**What to work on**:
Wherever a line of the data contains "derive", copy that line.

Collected data entries:

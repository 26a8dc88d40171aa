//! Sample job types shipped with the queue.

use serde_json::{Number, Value};

use crate::handler::{HandlerError, HandlerRegistry};
use crate::job::Payload;

pub const TEXT_REVERSE: &str = "text.reverse";
pub const MATH_SQUARE: &str = "math.square";

pub fn register_all(registry: &mut HandlerRegistry) {
    registry.register(TEXT_REVERSE, text_reverse);
    registry.register(MATH_SQUARE, math_square);
}

/// `{"text": "abc"}` -> `"cba"`
pub fn text_reverse(payload: &Payload) -> Result<Value, HandlerError> {
    let text = payload
        .get("text")
        .and_then(Value::as_str)
        .ok_or_else(|| HandlerError::new("payload.text must be a string"))?;
    Ok(Value::String(text.chars().rev().collect()))
}

/// `{"n": 4}` -> `16`
pub fn math_square(payload: &Payload) -> Result<Value, HandlerError> {
    let n = match payload.get("n") {
        Some(Value::Number(n)) => n,
        _ => return Err(HandlerError::new("payload.n must be a number")),
    };

    if let Some(i) = n.as_i64() {
        return i
            .checked_mul(i)
            .map(Value::from)
            .ok_or_else(|| HandlerError::new("payload.n squared overflows"));
    }

    let f = n
        .as_f64()
        .ok_or_else(|| HandlerError::new("payload.n must be a number"))?;
    Number::from_f64(f * f)
        .map(Value::Number)
        .ok_or_else(|| HandlerError::new("payload.n squared is not finite"))
}
//! The execution loop: dequeue, run, and apply the retry/backoff/DLQ policy.

use std::sync::atomic::{AtomicBool, Ordering};
use std::sync::{Arc, Mutex};
use std::thread;
use std::time::Duration;

use chrono::Utc;
use tracing::{debug, error, info, warn};

use queuey_core::{BackoffPolicy, ExecutionError, HandlerRegistry, Job, JobId};

use super::lease::{LeaseGuard, LeaseManager, DEFAULT_LEASE_TTL};
use crate::store::{keys, QueueStore, StoreError, StoreResult, WriteBatch};

/// How a failed job waits out its backoff.
#[derive(Debug, Clone, Copy, PartialEq, Eq)]
pub enum RetryMode {
    /// Park the job on the retry schedule and free the worker immediately.
    Scheduled,
    /// Sleep inside the worker, keeping the lease alive, then requeue.
    /// One worker is tied up per backing-off job.
    Inline,
}

/// Worker configuration.
#[derive(Debug, Clone)]
pub struct WorkerConfig {
    /// Name for logging
    pub name: String,
    /// Bound on each blocking dequeue, so shutdown is noticed
    pub poll_timeout: Duration,
    /// Pause after an error not tied to a job
    pub error_pause: Duration,
    pub retry_mode: RetryMode,
    pub backoff: BackoffPolicy,
    pub lease_ttl: Duration,
    /// Max scheduled retries promoted per iteration
    pub promote_batch: usize,
}

impl Default for WorkerConfig {
    fn default() -> Self {
        Self {
            name: "worker".to_string(),
            poll_timeout: Duration::from_secs(2),
            error_pause: Duration::from_secs(1),
            retry_mode: RetryMode::Scheduled,
            backoff: BackoffPolicy::default(),
            lease_ttl: DEFAULT_LEASE_TTL,
            promote_batch: 100,
        }
    }
}

impl WorkerConfig {
    pub fn with_name(mut self, name: impl Into<String>) -> Self {
        self.name = name.into();
        self
    }

    pub fn with_retry_mode(mut self, mode: RetryMode) -> Self {
        self.retry_mode = mode;
        self
    }

    pub fn with_backoff(mut self, backoff: BackoffPolicy) -> Self {
        self.backoff = backoff;
        self
    }

    pub fn with_poll_timeout(mut self, timeout: Duration) -> Self {
        self.poll_timeout = timeout;
        self
    }

    pub fn with_lease_ttl(mut self, ttl: Duration) -> Self {
        self.lease_ttl = ttl;
        self
    }
}

/// Process-wide stop flag, checked at iteration boundaries.
#[derive(Debug, Clone, Default)]
pub struct ShutdownSignal(Arc<AtomicBool>);

impl ShutdownSignal {
    pub fn new() -> Self {
        Self::default()
    }

    pub fn trigger(&self) {
        self.0.store(true, Ordering::SeqCst);
    }

    pub fn is_triggered(&self) -> bool {
        self.0.load(Ordering::SeqCst)
    }

    /// Sleep up to `duration`, waking early if shutdown is requested.
    pub fn sleep(&self, duration: Duration) {
        const SLICE: Duration = Duration::from_millis(100);
        let mut left = duration;
        while !left.is_zero() && !self.is_triggered() {
            let step = left.min(SLICE);
            thread::sleep(step);
            left -= step;
        }
    }
}

/// Worker runtime statistics.
#[derive(Debug, Clone, Default, PartialEq, Eq, serde::Serialize)]
pub struct WorkerStats {
    pub jobs_processed: u64,
    pub jobs_succeeded: u64,
    pub jobs_retried: u64,
    pub jobs_dead_lettered: u64,
    pub jobs_skipped: u64,
    pub retries_promoted: u64,
    pub loop_errors: u64,
}

impl WorkerStats {
    fn merge(&mut self, other: &WorkerStats) {
        self.jobs_processed += other.jobs_processed;
        self.jobs_succeeded += other.jobs_succeeded;
        self.jobs_retried += other.jobs_retried;
        self.jobs_dead_lettered += other.jobs_dead_lettered;
        self.jobs_skipped += other.jobs_skipped;
        self.retries_promoted += other.retries_promoted;
        self.loop_errors += other.loop_errors;
    }
}

/// What happened to a dequeued job.
#[derive(Debug, Clone, PartialEq)]
pub enum Outcome {
    Succeeded,
    /// Parked on the retry schedule.
    RetryScheduled { attempts: u32, delay: Duration },
    /// Slept in the worker and went back on the default queue.
    Requeued { attempts: u32, delay: Duration },
    DeadLettered { attempts: u32 },
    /// Stale queue entry for a job that already finished.
    Skipped,
}

/// One execution loop instance.
pub struct Worker<S> {
    store: S,
    registry: Arc<HandlerRegistry>,
    leases: LeaseManager<S>,
    config: WorkerConfig,
    stats: Arc<Mutex<WorkerStats>>,
}

impl<S: QueueStore + Clone + 'static> Worker<S> {
    pub fn new(store: S, registry: Arc<HandlerRegistry>, config: WorkerConfig) -> Self {
        Self {
            leases: LeaseManager::new(store.clone(), config.lease_ttl),
            store,
            registry,
            config,
            stats: Arc::new(Mutex::new(WorkerStats::default())),
        }
    }

    pub fn name(&self) -> &str {
        &self.config.name
    }

    pub fn stats(&self) -> WorkerStats {
        self.stats.lock().map(|s| s.clone()).unwrap_or_default()
    }

    fn record(&self, f: impl FnOnce(&mut WorkerStats)) {
        if let Ok(mut s) = self.stats.lock() {
            f(&mut s);
        }
    }

    /// Run until `shutdown` is triggered. A job in progress is always carried
    /// through its current transition before the loop exits.
    pub fn run(&self, shutdown: &ShutdownSignal) {
        info!(worker = %self.config.name, "worker started");

        while !shutdown.is_triggered() {
            if let Err(e) = self.run_once() {
                error!(worker = %self.config.name, error = %e, "worker loop error");
                self.record(|s| s.loop_errors += 1);
                shutdown.sleep(self.config.error_pause);
            }
        }

        info!(worker = %self.config.name, stats = ?self.stats(), "worker stopped");
    }

    /// One iteration: promote due retries, wait for a job, process it.
    ///
    /// `Ok(None)` means the dequeue timed out (or dropped a malformed entry).
    pub fn run_once(&self) -> StoreResult<Option<Outcome>> {
        match self.promote_due() {
            Ok(0) => {}
            Ok(n) => debug!(worker = %self.config.name, promoted = n, "promoted due retries"),
            Err(e) => warn!(worker = %self.config.name, error = %e, "retry promotion failed"),
        }

        let job = match self
            .store
            .dequeue_blocking(keys::DEFAULT_QUEUE, self.config.poll_timeout)
        {
            Ok(Some(job)) => job,
            Ok(None) => return Ok(None),
            Err(StoreError::Malformed(reason)) => {
                warn!(worker = %self.config.name, error = %reason, "dropped malformed queue entry");
                return Ok(None);
            }
            Err(e) => return Err(e),
        };

        let outcome = self.process(job)?;
        self.record(|s| {
            s.jobs_processed += 1;
            match &outcome {
                Outcome::Succeeded => s.jobs_succeeded += 1,
                Outcome::RetryScheduled { .. } | Outcome::Requeued { .. } => s.jobs_retried += 1,
                Outcome::DeadLettered { .. } => s.jobs_dead_lettered += 1,
                Outcome::Skipped => s.jobs_skipped += 1,
            }
        });
        Ok(Some(outcome))
    }

    fn promote_due(&self) -> StoreResult<usize> {
        let promoted = self.store.promote_due(
            keys::RETRY_SCHEDULE,
            keys::DEFAULT_QUEUE,
            Utc::now(),
            self.config.promote_batch,
            &|mut job: Job| {
                job.mark_queued();
                job
            },
        )?;
        let n = promoted.len();
        self.record(|s| s.retries_promoted += n as u64);
        Ok(n)
    }

    /// Drive a dequeued job through one execution attempt.
    pub fn process(&self, snapshot: Job) -> StoreResult<Outcome> {
        // The job table is authoritative over the queued snapshot.
        let mut job = match self.store.get_job(snapshot.id) {
            Ok(Some(current)) if current.status.is_terminal() => {
                warn!(job_id = %current.id, status = %current.status, "skipping queue entry for finished job");
                return Ok(Outcome::Skipped);
            }
            Ok(Some(current)) => current,
            Ok(None) | Err(StoreError::Malformed(_)) => snapshot,
            Err(e) => return Err(e),
        };

        let claimed = job.clone();
        job.mark_running(Utc::now());
        if let Err(e) = self
            .store
            .apply(self.leases.acquire(WriteBatch::new().put_job(&job), job.id))
        {
            self.return_to_queue(&claimed);
            return Err(e);
        }
        let heartbeat = self.leases.start_heartbeat(job.id);
        debug!(
            worker = %self.config.name,
            job_id = %job.id,
            job_type = %job.job_type,
            attempt = job.attempts + 1,
            "job started"
        );

        let executed = self.registry.execute(&job.job_type, &job.payload);

        if self.finished_elsewhere(job.id)? {
            heartbeat.stop();
            warn!(
                worker = %self.config.name,
                job_id = %job.id,
                "job was finished by another worker while this attempt ran; discarding attempt"
            );
            return Ok(Outcome::Skipped);
        }

        match executed {
            Ok(result) => {
                heartbeat.stop();
                job.mark_succeeded(result, Utc::now());
                self.store
                    .apply(self.leases.release(WriteBatch::new().put_job(&job), job.id))?;
                info!(job_id = %job.id, job_type = %job.job_type, "job succeeded");
                Ok(Outcome::Succeeded)
            }
            Err(err) => self.handle_failure(job, err, heartbeat),
        }
    }

    /// Put a dequeued job back when its `running` transition could not be
    /// written. Nothing else refers to it at that point.
    fn return_to_queue(&self, claimed: &Job) {
        match self
            .store
            .apply(WriteBatch::new().push(keys::DEFAULT_QUEUE, claimed))
        {
            Ok(()) => warn!(job_id = %claimed.id, "could not mark job running; returned it to the queue"),
            Err(e) => error!(job_id = %claimed.id, error = %e, "could not mark job running or requeue it; job is stranded"),
        }
    }

    /// A lapsed lease lets the watchdog hand a job to another worker, which
    /// may finish it before this attempt does.
    fn finished_elsewhere(&self, id: JobId) -> StoreResult<bool> {
        match self.store.get_job(id) {
            Ok(Some(current)) => Ok(current.status.is_terminal()),
            Ok(None) | Err(StoreError::Malformed(_)) => Ok(false),
            Err(e) => Err(e),
        }
    }

    fn handle_failure(
        &self,
        mut job: Job,
        err: ExecutionError,
        heartbeat: LeaseGuard,
    ) -> StoreResult<Outcome> {
        let kind = match err {
            ExecutionError::UnknownJobType(_) => "unknown_job_type",
            ExecutionError::Handler(_) => "handler_error",
        };
        let retry = job.record_failure(&err);
        let attempts = job.attempts;

        if !retry {
            heartbeat.stop();
            job.mark_dead_letter(Utc::now());
            self.store.apply(self.leases.release(
                WriteBatch::new()
                    .put_job(&job)
                    .push(keys::DEAD_LETTER_QUEUE, &job),
                job.id,
            ))?;
            warn!(job_id = %job.id, attempts, error = %err, kind, "job moved to DLQ");
            return Ok(Outcome::DeadLettered { attempts });
        }

        let delay = self.config.backoff.delay_for_attempt(attempts);
        match self.config.retry_mode {
            RetryMode::Scheduled => {
                heartbeat.stop();
                let due = Utc::now() + chrono::Duration::from_std(delay).unwrap_or_default();
                job.mark_retry_pending(Some(due));
                self.store.apply(self.leases.release(
                    WriteBatch::new()
                        .put_job(&job)
                        .schedule(keys::RETRY_SCHEDULE, &job, due),
                    job.id,
                ))?;
                info!(
                    job_id = %job.id,
                    attempts,
                    error = %err,
                    kind,
                    retry_in_ms = delay.as_millis() as u64,
                    "job failed; retry scheduled"
                );
                Ok(Outcome::RetryScheduled { attempts, delay })
            }
            RetryMode::Inline => {
                // Failure is visible while we wait; the heartbeat holds the lease.
                job.mark_retry_pending(None);
                self.store.put_job(&job)?;
                info!(
                    job_id = %job.id,
                    attempts,
                    error = %err,
                    kind,
                    retry_in_ms = delay.as_millis() as u64,
                    "job failed; retrying after backoff"
                );
                thread::sleep(delay);

                heartbeat.stop();
                job.mark_queued();
                self.store.apply(self.leases.release(
                    WriteBatch::new()
                        .put_job(&job)
                        .push(keys::DEFAULT_QUEUE, &job),
                    job.id,
                ))?;
                Ok(Outcome::Requeued { attempts, delay })
            }
        }
    }
}

/// Handle to a set of worker threads sharing one shutdown signal.
#[derive(Debug)]
pub struct WorkerPool {
    shutdown: ShutdownSignal,
    workers: Vec<(thread::JoinHandle<()>, Arc<Mutex<WorkerStats>>)>,
}

impl WorkerPool {
    /// Spawn `concurrency` workers named `{config.name}-{i}`.
    pub fn spawn<S>(
        store: S,
        registry: Arc<HandlerRegistry>,
        config: WorkerConfig,
        concurrency: usize,
        shutdown: ShutdownSignal,
    ) -> std::io::Result<Self>
    where
        S: QueueStore + Clone + 'static,
    {
        let mut workers = Vec::with_capacity(concurrency);
        for i in 0..concurrency.max(1) {
            let name = format!("{}-{}", config.name, i);
            let worker = Worker::new(
                store.clone(),
                registry.clone(),
                config.clone().with_name(name.clone()),
            );
            let stats = worker.stats.clone();
            let signal = shutdown.clone();

            let join = thread::Builder::new()
                .name(name)
                .spawn(move || worker.run(&signal))?;
            workers.push((join, stats));
        }

        Ok(Self { shutdown, workers })
    }

    pub fn len(&self) -> usize {
        self.workers.len()
    }

    pub fn is_empty(&self) -> bool {
        self.workers.is_empty()
    }

    /// Aggregate statistics across workers.
    pub fn stats(&self) -> WorkerStats {
        let mut total = WorkerStats::default();
        for (_, stats) in &self.workers {
            if let Ok(s) = stats.lock() {
                total.merge(&s);
            }
        }
        total
    }

    /// Request graceful shutdown and wait for every worker to exit.
    pub fn shutdown(self) -> WorkerStats {
        self.shutdown.trigger();
        self.join()
    }

    /// Wait for the workers to exit once the shared signal is triggered elsewhere.
    pub fn join(self) -> WorkerStats {
        let mut total = WorkerStats::default();
        for (join, stats) in self.workers {
            if join.join().is_err() {
                error!("worker thread panicked");
            }
            if let Ok(s) = stats.lock() {
                total.merge(&s);
            }
        }
        total
    }
}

**Solution to the exercise**:
#[derive(Debug, Clone, Copy, PartialEq, Eq)]
#[derive(Debug, Clone)]
#[derive(Debug, Clone, Default)]
#[derive(Debug, Clone, Default, PartialEq, Eq, serde::Serialize)]
#[derive(Debug, Clone, PartialEq)]
#[derive(Debug)]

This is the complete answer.